Hence in Medieval times if a Baron was e.g. executed for treason (say, having picked the side that lost in a rebellion or civil war) his land reverted to the Crown, who might grant it to some other knight or baron as a reward for loyalty (picking the side that won in the same rebellion or civil war) - see the example at the end of Shakespeare's 'Richard II' when the new king Henry IV having successfully rebelled and made himself the new king and then put down a further rebellion orders the defeated rebels executed and awards their lands to those who remained loyal to him.

Even today in England if someone owning land dies without a will and without any relatives to inherit the land, ditto in some circumstances if a limited company that owns or leases land is dissolved, the land or lease reverts to being Crown land on the basis that it always was the monarch's to begin with. This is called 'bona vacantia'. There is an obscure 'Bona Vacantia Division' of a government department in Croydon to administer this. [Before I am told off by the vigilant 'you must quote your sources' police on this website anyone can easily verify this by Googling 'bona vacantia'.]
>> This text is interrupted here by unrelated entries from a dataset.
#[cfg(test)]
mod tests {
    use super::*;
    use crate::errors::ApiError;
    use serde_json::json;

    #[derive(Debug, thiserror::Error)]
    #[error("hello")]
    struct Hello;

    #[test]
    fn test_invalid_type() {
        let err = Validation::invalid_type("confirmed", "query", "boolean", Value::Null);
        assert_eq!(err.code(), ValidationCode::InvalidType.code());
        assert_eq!(err.to_string(), "confirmed in query must be of type boolean");

        let err = Validation::invalid_type("confirmed", "", "boolean", Value::Null);
        assert_eq!(err.to_string(), "confirmed must be of type boolean");

        let err = Validation::invalid_type("confirmed", "query", "boolean", "hello");
        assert_eq!(
            err.to_string(),
            "confirmed in query must be of type boolean: \"hello\""
        );

        let err = Validation::invalid_type("confirmed", "", "boolean", "hello");
        assert_eq!(err.to_string(), "confirmed must be of type boolean: \"hello\"");
    }

    #[test]
    fn test_invalid_type_because() {
        let err = Validation::invalid_type_because("confirmed", "query", "boolean", &Hello);
        assert_eq!(err.code(), 601);
        assert_eq!(
            err.to_string(),
            "confirmed in query must be of type boolean, because: hello"
        );

        let err = Validation::invalid_type_because("confirmed", "", "boolean", &Hello);
        assert_eq!(
            err.to_string(),
            "confirmed must be of type boolean, because: hello"
        );
        assert_eq!(err.value(), &json!("hello"));
    }

    #[test]
    fn test_invalid_type_name_and_collection_format() {
        let err = Validation::invalid_type_name("something");
        assert_eq!(err.code(), 601);
        assert_eq!(err.to_string(), "something is an invalid type name");
        assert_eq!(err.name(), "");

        let err = Validation::invalid_collection_format("something", "query", "yada");
        assert_eq!(err.code(), 601);
        assert_eq!(
            err.to_string(),
            "the collection format \"yada\" is not supported for the query param \"something\""
        );
    }

    #[test]
    fn test_duplicate_items() {
        let err = Validation::duplicate_items("uniques", "query");
        assert_eq!(err.code(), ValidationCode::UniqueFail.code());
        assert_eq!(err.to_string(), "uniques in query shouldn't contain duplicates");

        let err = Validation::duplicate_items("uniques", "");
        assert_eq!(err.to_string(), "uniques shouldn't contain duplicates");
    }

    #[test]
    fn test_item_counts() {
        let err = Validation::too_many_items("something", "query", 5, 6);
        assert_eq!(err.code(), ValidationCode::MaxItemsFail.code());
        assert_eq!(err.to_string(), "something in query should have at most 5 items");
        assert_eq!(err.value(), &json!(6));

        let err = Validation::too_many_items("something", "", 5, 6);
        assert_eq!(err.to_string(), "something should have at most 5 items");

        let err = Validation::too_few_items("something", "", 5, 4);
        assert_eq!(err.code(), ValidationCode::MinItemsFail.code());
        assert_eq!(err.to_string(), "something should have at least 5 items");
        assert_eq!(err.value(), &json!(4));
    }

    #[test]
    fn test_exceeds_maximum() {
        let cases = [
            (Validation::exceeds_maximum_int("something", "query", 5, false, 6), "something in query should be less than or equal to 5"),
            (Validation::exceeds_maximum_int("something", "", 5, false, 6), "something should be less than or equal to 5"),
            (Validation::exceeds_maximum_int("something", "query", 5, true, 6), "something in query should be less than 5"),
            (Validation::exceeds_maximum_uint("something", "", 5, true, 6), "something should be less than 5"),
            (Validation::exceeds_maximum_uint("something", "query", 5, false, 6), "something in query should be less than or equal to 5"),
            (Validation::exceeds_maximum("something", "query", 5.0, false, 6), "something in query should be less than or equal to 5"),
            (Validation::exceeds_maximum("something", "", 5.5, true, 6), "something should be less than 5.5"),
        ];
        for (err, expected) in cases {
            assert_eq!(err.code(), ValidationCode::MaxFail.code());
            assert_eq!(err.to_string(), expected);
            assert_eq!(err.value(), &json!(6));
        }
    }

    #[test]
    fn test_exceeds_minimum() {
        let cases = [
            (Validation::exceeds_minimum_int("something", "query", 5, false, 4), "something in query should be greater than or equal to 5"),
            (Validation::exceeds_minimum_int("something", "", 5, true, 4), "something should be greater than 5"),
            (Validation::exceeds_minimum_uint("something", "query", 5, true, 4), "something in query should be greater than 5"),
            (Validation::exceeds_minimum_uint("something", "", 5, false, 4), "something should be greater than or equal to 5"),
            (Validation::exceeds_minimum("something", "query", 5.0, true, 4), "something in query should be greater than 5"),
            (Validation::exceeds_minimum("something", "", 5.0, false, 4), "something should be greater than or equal to 5"),
        ];
        for (err, expected) in cases {
            assert_eq!(err.code(), ValidationCode::MinFail.code());
            assert_eq!(err.to_string(), expected);
            assert_eq!(err.value(), &json!(4));
        }
    }

    #[test]
    fn test_multiple_of() {
        let err = Validation::not_multiple_of("something", "query", 5, 1);
        assert_eq!(err.code(), ValidationCode::MultipleOfFail.code());
        assert_eq!(err.to_string(), "something in query should be a multiple of 5");
        assert_eq!(err.value(), &json!(1));

        let err = Validation::not_multiple_of("something", "query", 5.0, 1.0);
        assert_eq!(err.to_string(), "something in query should be a multiple of 5");

        let err = Validation::not_multiple_of("something", "", 5u64, 1u64);
        assert_eq!(err.to_string(), "something should be a multiple of 5");
    }

    #[test]
    fn test_multiple_of_must_be_positive() {
        let err = Validation::multiple_of_must_be_positive("path", "body", -10.0);
        assert_eq!(err.code(), ValidationCode::MultipleOfMustBePositive.code());
        assert_eq!(
            err.to_string(),
            "factor MultipleOf declared for path must be positive: -10"
        );

        let err = Validation::multiple_of_must_be_positive("path", "body", -10i64);
        assert_eq!(
            err.to_string(),
            "factor MultipleOf declared for path must be positive: -10"
        );
        assert_eq!(err.value(), &json!(-10));
    }

    #[test]
    fn test_enum_fail() {
        let err = Validation::enum_fail(
            "something",
            "query",
            "yada",
            vec![json!("hello"), json!("world")],
        );
        assert_eq!(err.code(), ValidationCode::EnumFail.code());
        assert_eq!(err.to_string(), "something in query should be one of [hello world]");
        assert_eq!(err.value(), &json!("yada"));
        assert_eq!(err.values().map(<[Value]>::len), Some(2));

        let err = Validation::enum_fail("something", "", "yada", vec![json!("hello"), json!("world")]);
        assert_eq!(err.to_string(), "something should be one of [hello world]");
    }

    #[test]
    fn test_required_and_read_only() {
        let err = Validation::required("something", "query", Value::Null);
        assert_eq!(err.code(), ValidationCode::RequiredFail.code());
        assert_eq!(err.to_string(), "something in query is required");
        assert!(err.value().is_null());

        let err = Validation::required("something", "", Value::Null);
        assert_eq!(err.to_string(), "something is required");

        let err = Validation::read_only("something", "query", Value::Null);
        assert_eq!(err.code(), ValidationCode::ReadOnlyFail.code());
        assert_eq!(err.to_string(), "something in query is readOnly");

        let err = Validation::read_only("something", "", Value::Null);
        assert_eq!(err.to_string(), "something is readOnly");
    }

    #[test]
    fn test_string_length() {
        let err = Validation::too_long("something", "query", 5, "abcdef");
        assert_eq!(err.code(), ValidationCode::TooLongFail.code());
        assert_eq!(err.to_string(), "something in query should be at most 5 chars long");
        assert_eq!(err.value(), &json!("abcdef"));

        let err = Validation::too_long("something", "", 5, "abcdef");
        assert_eq!(err.to_string(), "something should be at most 5 chars long");

        let err = Validation::too_short("something", "query", 5, "a");
        assert_eq!(err.code(), ValidationCode::TooShortFail.code());
        assert_eq!(err.to_string(), "something in query should be at least 5 chars long");

        let err = Validation::too_short("something", "", 5, "a");
        assert_eq!(err.to_string(), "something should be at least 5 chars long");
    }

    #[test]
    fn test_failed_pattern() {
        let err = Validation::failed_pattern("something", "query", "\\d+", "a");
        assert_eq!(err.code(), ValidationCode::PatternFail.code());
        assert_eq!(err.to_string(), "something in query should match '\\d+'");

        let err = Validation::failed_pattern("something", "", "\\d+", "a");
        assert_eq!(err.to_string(), "something should match '\\d+'");
    }

    #[test]
    fn test_additional_items() {
        let err = Validation::additional_items_not_allowed("something", "query");
        assert_eq!(err.code(), ValidationCode::NoAdditionalItems.code());
        assert_eq!(err.to_string(), "something in query can't have additional items");

        let err = Validation::additional_items_not_allowed("something", "");
        assert_eq!(err.to_string(), "something can't have additional items");
    }

    #[test]
    fn test_properties() {
        let err = Validation::property_not_allowed("path", "body", "key");
        assert_eq!(err.code(), ValidationCode::UnallowedProperty.code());
        assert_eq!(err.to_string(), "path.key in body is a forbidden property");

        let err = Validation::property_not_allowed("path", "", "key");
        assert_eq!(err.to_string(), "path.key is a forbidden property");

        let err = Validation::too_many_properties("path", "body", 10);
        assert_eq!(err.code(), ValidationCode::TooManyProperties.code());
        assert_eq!(err.to_string(), "path in body should have at most 10 properties");

        let err = Validation::too_many_properties("path", "", 10);
        assert_eq!(err.to_string(), "path should have at most 10 properties");

        let err = Validation::too_few_properties("path", "body", 10);
        assert_eq!(err.code(), ValidationCode::TooFewProperties.code());
        assert_eq!(err.to_string(), "path in body should have at least 10 properties");

        let err = Validation::too_few_properties("path", "", 10);
        assert_eq!(err.to_string(), "path should have at least 10 properties");

        let err = Validation::failed_all_pattern_properties("path", "body", "key");
        assert_eq!(err.code(), ValidationCode::FailedAllPatternProps.code());
        assert_eq!(err.to_string(), "path.key in body failed all pattern properties");

        let err = Validation::failed_all_pattern_properties("path", "", "key");
        assert_eq!(err.to_string(), "path.key failed all pattern properties");
    }
}
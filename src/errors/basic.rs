use axum::http::StatusCode;
use serde::{Deserialize, Serialize};

use super::ApiError;

/// Minimal coded error: a code and a message
#[derive(Debug, Clone, PartialEq, Eq, Serialize, Deserialize, thiserror::Error)]
#[error("{message}")]
pub struct BasicError {
    code: i32,
    message: String,
}

impl BasicError {
    /// Create an error with an arbitrary code
    pub fn new(code: i32, message: impl Into<String>) -> Self {
        Self {
            code,
            message: message.into(),
        }
    }

    /// 404, with "Not found" when no message is given
    pub fn not_found(message: impl Into<String>) -> Self {
        let mut message = message.into();
        if message.is_empty() {
            message = "Not found".to_string();
        }
        Self::new(i32::from(StatusCode::NOT_FOUND.as_u16()), message)
    }

    pub fn not_implemented(message: impl Into<String>) -> Self {
        Self::new(i32::from(StatusCode::NOT_IMPLEMENTED.as_u16()), message)
    }

    /// 401 for a request that failed the given authentication scheme
    pub fn unauthenticated(scheme: &str) -> Self {
        Self::new(
            i32::from(StatusCode::UNAUTHORIZED.as_u16()),
            format!("unauthenticated for {}", scheme),
        )
    }
}

impl ApiError for BasicError {
    fn code(&self) -> i32 {
        self.code
    }

    fn message(&self) -> String {
        self.message.clone()
    }
}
Your example where the king gives 99 barons land and some of them sub-divide their landholding between knights: this did happen and was called 'sub-infeudation' [Google that as well, pedants! there is a Wikipedia article on it] but once the knights began sub-dividing their holdings as well it became legally and practically difficult for the nobility to extract all the rent or services due to them as is recited by Section I of the Statute of Quia Emptores of 1290. Section II of the Stature therefore banned further sub-infeudation. (Source: Quia Emptores, passed during the reign of King Edward I, one of the oldest Acts of Parliament still in force. On the UK government legislation website, helpfully in English translation as well as the original Medieval Latin: http://www.legislation.gov.uk/aep/Edw1/18/1/contents. As I have said, this Act is still in force, so you had better not go round practicing sub-infeudation!)

In most of England primogeniture applied, which meant the eldest son got all the land and any others had to seek their own fortune in the world. (Kent and some towns including Nottingham had different customary inheritance rules - See https://www.thefreedictionary.com/gavelkind or Google ‘Gavelkind’ – equal division among the children; See Wikipedia article on 'Ultimogeniture' or Google ‘Borough English Inheritance’ – basically the youngest son rather than the eldest inherits the land.)

Hence even in the eighteenth century a significant proportion of emigrants to the American colonies were the younger sons of landowners who did not inherit the land and had to make their own fortune elsewhere. This may have remained a sore point with some of them: it has been suggested (I regret I can't remember where I read this) that opposition to primogeniture in the new United States was partly because its leaders were or were descended from the younger sons who resented the fact that they did not inherit any of the family land back in England. Thomas Jefferson introduced a bill to abolish it in Virginia in 1777.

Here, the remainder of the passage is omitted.